Updated: Dec 1, 2020
Sharing adventures and ideas for story-orientated play around Bristol
The easing of lockdown has made it possible to exercise and explore a little further from home and we've been making the most of it! It's no secret that we spend our lives outside at every opportunity, but we also love sharing the adventures whenever possible as the kids find the wild outside all the more exciting when shared with friends. Recent events make this tricky - spending time with other families isn't an easy option at the moment. So, we've decided to share ideas about where to go and what to try out via my blog - providing fellow parents with information that can help them plan their next adventure and offer ideas about what to get up to when there!
Keeping it clean
Before I begin, I ought to mention that we always endeavor to keep our adventuring as unobtrusive as possible. The countryside communities who are lucky enough to live in our favourite exploration spots have suffered enough from inconsiderate parking, thoughtless toilet habits and the leaving of a lot of litter. In order to counter this mindless exploitation of beautiful places we've been doing the following and I know many others are approaching their exercise from home in the same way:
Timing: visit at times when the area is quiet - avoid weekends and instead go for dawn or dusk during the week (the light it inevitably better and we're all convinced we spot more fairies - or at the very least deer - at these times of day!
Parking: read up on where best to park - local communities are keen to direct people away from hot spots that cause them problems and welcome questions about where it is better to leave your vehicle. Fellow walking bloggers, community Facebook groups can all be helpful for this.
Toilet: a lot of these spots don't have toilet facilities. I'm spoilt because I have one in our van, but if we're ever caught short - which is often the case with small offspring - I pick it up with a dog poo bag, place whatever wiping material happens to be the choice of the day (hazel leaf, tissue, sphagnum moss etc) and put that in the bag also. We bag it, take it home and bin it. It's pretty stinky if you get down wind of me, but the kids have learnt to walk ahead when this happens and we proceed without making a mess of the place we're visiting.
Litter: My girls have been horrified at the increase in litter we're finding. To combat this, they requested a family set of litter pickers so now we can collect and clean each time we visit an adventure area. To maximise their sense of superhero, add a high vis vest and bike gloves.
Dogs: We have one and he stays on the lead if there is livestock at large in the field. He's trained to ignore whatever animal is about, but the signs request compliance and we do as they ask. His poo comes home too. Simple.

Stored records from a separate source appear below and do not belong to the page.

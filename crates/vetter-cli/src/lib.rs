//! vetter-cli: run validation specs from the command line.
//!
//! ```bash
//! vetter check --rules login.rules.json --data attempt.json --trace
//! vetter predicates
//! ```

pub mod cli;
pub mod commands;

use anyhow::Result;

use crate::cli::{Cli, Command};
use crate::commands::{EXIT_PASSED, render_outcome, run_check, run_predicates};

/// Execute a parsed command line, printing results to stdout.
///
/// Returns the process exit status.
pub async fn run(cli: Cli) -> Result<u8> {
    match cli.command {
        Command::Check(args) => {
            let outcome = run_check(&args).await?;
            let (status, body) = render_outcome(&outcome)?;
            if let Some(body) = body {
                println!("{body}");
            }
            Ok(status)
        }
        Command::Predicates => {
            for name in run_predicates() {
                println!("{name}");
            }
            Ok(EXIT_PASSED)
        }
    }
}
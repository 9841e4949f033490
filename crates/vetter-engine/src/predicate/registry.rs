//! Name lookup for the `validation` option of a raw rule.

use std::collections::HashMap;
use std::future::Future;
use std::sync::Arc;

use serde_json::Value;

use super::{AsyncFnPredicate, FnPredicate, Predicate, register_builtins};
use crate::error::PredicateError;

/// Predicates keyed by the name rules refer to them with.
#[derive(Default)]
pub struct PredicateRegistry {
    predicates: HashMap<String, Arc<dyn Predicate>>,
}

impl PredicateRegistry {
    /// No predicates at all; every named rule will be inert.
    pub fn new() -> Self {
        Self::default()
    }

    /// The string checks listed by `vetter predicates`.
    pub fn with_builtins() -> Self {
        let mut registry = Self::new();
        register_builtins(&mut registry);
        registry
    }

    /// Add `predicate` under its own name, replacing any previous holder of that name.
    pub fn register(&mut self, predicate: impl Predicate + 'static) {
        let name = predicate.name().to_string();
        self.predicates.insert(name, Arc::new(predicate));
    }

    /// Add a shared predicate, e.g. one also held by another registry.
    pub fn register_arc(&mut self, predicate: Arc<dyn Predicate>) {
        let name = predicate.name().to_string();
        self.predicates.insert(name, predicate);
    }

    /// Wrap a sync closure as a predicate.
    pub fn register_fn<F>(&mut self, name: impl Into<String>, func: F)
    where
        F: Fn(&Value, Option<&Value>) -> Result<Value, PredicateError> + Send + Sync + 'static,
    {
        self.register(FnPredicate::new(name, func));
    }

    /// Wrap a closure returning a future as a predicate.
    pub fn register_async<F, Fut>(&mut self, name: impl Into<String>, func: F)
    where
        F: Fn(Value, Option<Value>) -> Fut + Send + Sync + 'static,
        Fut: Future<Output = Result<Value, PredicateError>> + Send + 'static,
    {
        self.register(AsyncFnPredicate::new(name, func));
    }

    /// Resolve a rule's `validation` name.
    pub fn get(&self, name: &str) -> Option<Arc<dyn Predicate>> {
        self.predicates.get(name).cloned()
    }

    /// Whether rules naming `name` will run.
    pub fn contains(&self, name: &str) -> bool {
        self.predicates.contains_key(name)
    }

    /// Registered names in sorted order.
    pub fn names(&self) -> Vec<&str> {
        let mut names: Vec<&str> = self.predicates.keys().map(String::as_str).collect();
        names.sort_unstable();
        names
    }

    pub fn len(&self) -> usize {
        self.predicates.len()
    }

    pub fn is_empty(&self) -> bool {
        self.predicates.is_empty()
    }
}

impl std::fmt::Debug for PredicateRegistry {
    fn fmt(&self, f: &mut std::fmt::Formatter<'_>) -> std::fmt::Result {
        f.debug_set().entries(self.names()).finish()
    }
}
//! Built-in predicates.
//!
//! Parameterless string checks, the everyday vocabulary of form rules.
//! Each returns a JSON boolean, so rules compare them with `expect: true`
//! or rely on the `false` default.

mod email;
mod text;

use super::PredicateRegistry;

/// Register all built-in predicates with the registry.
pub fn register_builtins(registry: &mut PredicateRegistry) {
    registry.register(email::IsEmail);
    for check in text::TEXT_CHECKS {
        registry.register(check);
    }
}
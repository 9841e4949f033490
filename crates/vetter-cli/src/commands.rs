//! Subcommand implementations.

use std::path::Path;
use std::sync::Arc;

use anyhow::{Context, Result};
use serde_json::Value;
use vetter_engine::{EngineConfig, Outcome, PredicateRegistry, TraceLogger, Validator};

use crate::cli::CheckArgs;

/// Exit status for a run that passed.
pub const EXIT_PASSED: u8 = 0;
/// Exit status for a run that produced errors.
pub const EXIT_REJECTED: u8 = 1;
/// Exit status for anything that kept the run from finishing.
pub const EXIT_FAILURE: u8 = 2;

/// Load the spec and record, then run them through a validator with the built-ins.
pub async fn run_check(args: &CheckArgs) -> Result<Outcome> {
    let config = resolve_config(args)?;
    let spec = read_json(&args.rules).context("failed to load rules")?;
    let record = read_json(&args.data).context("failed to load data")?;

    tracing::info!(
        rules = %args.rules.display(),
        data = %args.data.display(),
        schedule = %config.schedule,
        "running validations"
    );

    let mut validator = Validator::new(PredicateRegistry::with_builtins()).with_config(config);
    if args.trace {
        let logger: Arc<dyn TraceLogger> = Arc::new(|line: &str| eprintln!("{line}"));
        validator = validator.with_logger(logger);
    }

    let outcome = validator.run(&spec, &record).await?;
    tracing::info!(passed = outcome.is_passed(), "validations finished");
    Ok(outcome)
}

/// Names of the built-in predicates, sorted.
pub fn run_predicates() -> Vec<String> {
    PredicateRegistry::with_builtins()
        .names()
        .into_iter()
        .map(str::to_string)
        .collect()
}

/// Config file values with command-line overrides applied.
pub fn resolve_config(args: &CheckArgs) -> Result<EngineConfig> {
    let mut config = match &args.config {
        Some(path) => EngineConfig::load(path)?,
        None => EngineConfig::default(),
    };
    if let Some(schedule) = args.schedule {
        config.schedule = schedule.into();
    }
    if args.redact_values {
        config.redact_values = true;
    }
    Ok(config)
}

/// Exit status and stdout body for a finished run.
pub fn render_outcome(outcome: &Outcome) -> Result<(u8, Option<String>)> {
    match outcome {
        Outcome::Passed => Ok((EXIT_PASSED, None)),
        Outcome::Rejected(errors) => {
            let body = serde_json::to_string_pretty(errors)?;
            Ok((EXIT_REJECTED, Some(body)))
        }
    }
}

fn read_json(path: &Path) -> Result<Value> {
    let text =
        std::fs::read_to_string(path).with_context(|| format!("reading {}", path.display()))?;
    serde_json::from_str(&text).with_context(|| format!("parsing {}", path.display()))
}
//! Trace lines for callers who want to watch a run.
//!
//! Every event also goes to `tracing`. The formatted line is only built when
//! a [`TraceLogger`] was supplied:
//!
//! ```text
//! [validation-start    ] -- [ ] is_empty(..."") // Email cannot be empty
//! [validation-result   ] -- [✗] is_empty(...) = true // Email cannot be empty
//! [validation-skipped  ] -- `email` Skipping, an earlier rule for this field was last. // Email is not valid
//! [validation-invalid  ] -- `token` Invalid or server side validator. // Token is not valid
//! ```

use std::sync::Arc;

use serde_json::Value;

use crate::rule::RuleSpec;

/// Width the event tag is padded to.
const TAG_WIDTH: usize = 20;

/// Receives one formatted trace line per event.
pub trait TraceLogger: Send + Sync {
    fn log(&self, line: &str);
}

impl<F> TraceLogger for F
where
    F: Fn(&str) + Send + Sync,
{
    fn log(&self, line: &str) {
        self(line)
    }
}

/// Why a rule was skipped.
#[derive(Debug, Clone, Copy, PartialEq, Eq)]
pub enum SkipReason {
    /// An earlier `last` rule of the same field failed.
    Field,
    /// An earlier `lastAll` rule failed.
    Run,
    /// The rule settled after the run was stopped; its result is dropped.
    Discarded,
}

impl SkipReason {
    fn describe(self) -> &'static str {
        match self {
            SkipReason::Field => "Skipping, an earlier rule for this field was last.",
            SkipReason::Run => "Skipping, an earlier rule was lastAll.",
            SkipReason::Discarded => "Discarding result, the run was stopped while this rule ran.",
        }
    }
}

/// Emits trace events for one engine.
#[derive(Clone, Default)]
pub struct Tracer {
    logger: Option<Arc<dyn TraceLogger>>,
    redact_values: bool,
}

impl Tracer {
    pub fn new(logger: Option<Arc<dyn TraceLogger>>, redact_values: bool) -> Self {
        Self {
            logger,
            redact_values,
        }
    }

    fn emit(&self, tag: &str, body: std::fmt::Arguments<'_>) {
        if let Some(logger) = &self.logger {
            logger.log(&format!("[{tag:<width$}] -- {body}", width = TAG_WIDTH));
        }
    }

    pub fn start(&self, rule: &RuleSpec, value: &Value, siblings: Option<&Value>) {
        tracing::debug!(
            field = %rule.field,
            predicate = rule.display_name(),
            wait = rule.wait,
            "rule start"
        );
        let args = if self.redact_values {
            String::new()
        } else {
            match siblings {
                Some(record) => format!("{value}, {record}"),
                None => value.to_string(),
            }
        };
        let wait = if rule.wait { " (wait)" } else { "" };
        self.emit(
            "validation-start",
            format_args!(
                "[ ] {}(...{args}){wait} // {}",
                rule.display_name(),
                rule.message_template()
            ),
        );
    }

    pub fn result(&self, rule: &RuleSpec, result: &Value, passed: bool) {
        tracing::debug!(
            field = %rule.field,
            predicate = rule.display_name(),
            passed,
            "rule result"
        );
        let mark = if passed { '✓' } else { '✗' };
        self.emit(
            "validation-result",
            format_args!(
                "[{mark}] {}(...) = {result} // {}",
                rule.display_name(),
                rule.message_template()
            ),
        );
    }

    pub fn skipped(&self, rule: &RuleSpec, reason: SkipReason) {
        tracing::debug!(field = %rule.field, ?reason, "rule skipped");
        self.emit(
            "validation-skipped",
            format_args!(
                "`{}` {} // {}",
                rule.field,
                reason.describe(),
                rule.message_template()
            ),
        );
    }

    pub fn invalid(&self, rule: &RuleSpec) {
        tracing::info!(
            field = %rule.field,
            predicate = rule.predicate_name.as_deref().unwrap_or("-"),
            "rule has no runnable predicate"
        );
        self.emit(
            "validation-invalid",
            format_args!(
                "`{}` Invalid or server side validator. // {}",
                rule.field,
                rule.message_template()
            ),
        );
    }
}

impl std::fmt::Debug for Tracer {
    fn fmt(&self, f: &mut std::fmt::Formatter<'_>) -> std::fmt::Result {
        f.debug_struct("Tracer")
            .field("logger", &self.logger.is_some())
            .field("redact_values", &self.redact_values)
            .finish()
    }
}
//! Predicates: the opaque checks a rule runs against a field value.
//!
//! The engine never knows what a predicate tests. It hands over the field
//! value (and the whole record when a rule asks for it) and compares what
//! comes back with the rule's expectation.

pub mod builtin;
mod registry;

use std::future::Future;

use async_trait::async_trait;
use serde_json::Value;

use crate::error::PredicateError;

pub use builtin::register_builtins;
pub use registry::PredicateRegistry;

/// A named check over a field value.
///
/// Sync and async checks share this one async contract; a sync check simply
/// completes on first poll.
#[async_trait]
pub trait Predicate: Send + Sync {
    /// Name used in rule specs and trace lines.
    fn name(&self) -> &str;

    /// Run the check. `siblings` is the whole record when the rule asked for it.
    async fn check(&self, value: &Value, siblings: Option<&Value>) -> Result<Value, PredicateError>;
}

/// A predicate backed by a synchronous closure.
pub struct FnPredicate<F> {
    name: String,
    func: F,
}

impl<F> FnPredicate<F>
where
    F: Fn(&Value, Option<&Value>) -> Result<Value, PredicateError> + Send + Sync,
{
    pub fn new(name: impl Into<String>, func: F) -> Self {
        Self {
            name: name.into(),
            func,
        }
    }
}

#[async_trait]
impl<F> Predicate for FnPredicate<F>
where
    F: Fn(&Value, Option<&Value>) -> Result<Value, PredicateError> + Send + Sync,
{
    fn name(&self) -> &str {
        &self.name
    }

    async fn check(&self, value: &Value, siblings: Option<&Value>) -> Result<Value, PredicateError> {
        (self.func)(value, siblings)
    }
}

/// A predicate backed by a closure returning a future.
///
/// The closure receives owned copies so the future can outlive the call.
pub struct AsyncFnPredicate<F> {
    name: String,
    func: F,
}

impl<F, Fut> AsyncFnPredicate<F>
where
    F: Fn(Value, Option<Value>) -> Fut + Send + Sync,
    Fut: Future<Output = Result<Value, PredicateError>> + Send + 'static,
{
    pub fn new(name: impl Into<String>, func: F) -> Self {
        Self {
            name: name.into(),
            func,
        }
    }
}

#[async_trait]
impl<F, Fut> Predicate for AsyncFnPredicate<F>
where
    F: Fn(Value, Option<Value>) -> Fut + Send + Sync,
    Fut: Future<Output = Result<Value, PredicateError>> + Send + 'static,
{
    fn name(&self) -> &str {
        &self.name
    }

    async fn check(&self, value: &Value, siblings: Option<&Value>) -> Result<Value, PredicateError> {
        (self.func)(value.clone(), siblings.cloned()).await
    }
}

/// Text a string predicate looks at: strings as-is, `null` as empty,
/// everything else in its JSON form.
pub fn value_text(value: &Value) -> String {
    match value {
        Value::Null => String::new(),
        Value::String(s) => s.clone(),
        other => other.to_string(),
    }
}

ADVENTURE #5: BEDMINSTER DOWN
So this is what it's all about - sharing adventures and ideas for story-orientated play outdoors - and we've chosen a fab one to share with you today - Bedminster Down and the countryside between the South Bristol Crematorium and the railway line! This hidden gem is really close to home - we'd never have discovered if not for lockdown! To get an idea of where I mean, see below:
You can pull into a parking area along the A38 where you can see the end of the word 'Down' on the map above. Lots of people picnic on Bedminster Down and it's a nice flat grassy area. But this isn't where I'm suggesting you explore...it's much more exciting than that!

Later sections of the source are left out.